The Delhi Bench of the Income Tax Appellate Tribunal (ITAT) dismissed two appeals filed by the Revenue against the order of the Principal Commissioner of Income Tax (Appeals) pertaining to Assessment Years (AYs) 2010-11 and 2011-12. The dispute concerned the validity of assessments framed under Sections 153C read with 144 of the Income-tax Act, 1961, and the determination of the relevant block period applicable to a non-searched person.

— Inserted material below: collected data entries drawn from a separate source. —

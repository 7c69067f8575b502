//! Turning terminal events into game intents.

pub mod config;
pub mod controls;
pub mod handler;
pub mod queue;

pub use config::InputConfig;
pub use controls::{ControlScheme, DirectionMap, PadButton};
pub use handler::{InputHandler, KeyAction};
pub use queue::IntentQueue;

The Assessing Officer initiated proceedings under Section 153C against the assessee following a search conducted on the Alankit Group on 18.10.2019. A satisfaction note under Section 153C was recorded by the Assessing Officer of the searched party on 24.06.2022, and the seized material was handed over to the Assessing Officer having jurisdiction over the assessee on the same date. Subsequently, the Assessing Officer of the assessee recorded satisfaction under Section 153C on 31.11.2022 and issued notice under Section 153C on 05.07.2023.

The assessee challenged the proceedings before the CIT(A), who allowed the appeal. The Revenue contested this decision before the ITAT, arguing against the CIT(A)’s finding that the block period under Sections 153C and 153A should be computed from the date on which the books of account, documents, or assets seized were received by the Assessing Officer of the non-searched person, rather than from the date of initiation of the search.

Before the Tribunal, the assessee contended that since satisfaction in the case of the non-searched person was recorded on 31.11.2022, the relevant assessment year became AY 2023-24 under the first proviso to Section 153C. Consequently, the ten assessment years immediately preceding the relevant assessment year would extend only from AY 2014-15 onwards. Therefore, AYs 2010-11 and 2011-12 fell outside the permissible block period, and the Assessing Officer lacked jurisdiction to initiate proceedings for those years. Reliance was placed on the decision of the Delhi High Court in Ojjus Medicare Pvt. Ltd. & Others.

The ITAT observed that the issue was no longer res integra in view of the Supreme Court’s decision in CIT v. Jasjit Singh. Referring to that judgment, the Tribunal noted that the first proviso to Section 153C was enacted not only to address the issue of abatement but also to determine the date from which the relevant block period should be reckoned in the case of a third party whose premises had not been searched. The Supreme Court had recognized that delays in forwarding seized materials to the jurisdictional Assessing Officer of the non-searched person could prejudice such persons if the computation were linked back to the original date of search.

The Tribunal further referred to the Delhi High Court’s ruling in Ojjus Medicare Pvt. Ltd., which held that the first proviso to Section 153C creates a legal fiction under which the commencement date for computing the six-year or ten-year block period is deemed to be the date of receipt of the books of account, documents, or assets by the jurisdictional Assessing Officer of the non-searched person. The High Court had clarified that, unlike proceedings under Section 153A, where the year of search is the reference point, proceedings under Section 153C require substitution of the year of search with the year in which the seized materials are handed over to the jurisdictional Assessing Officer.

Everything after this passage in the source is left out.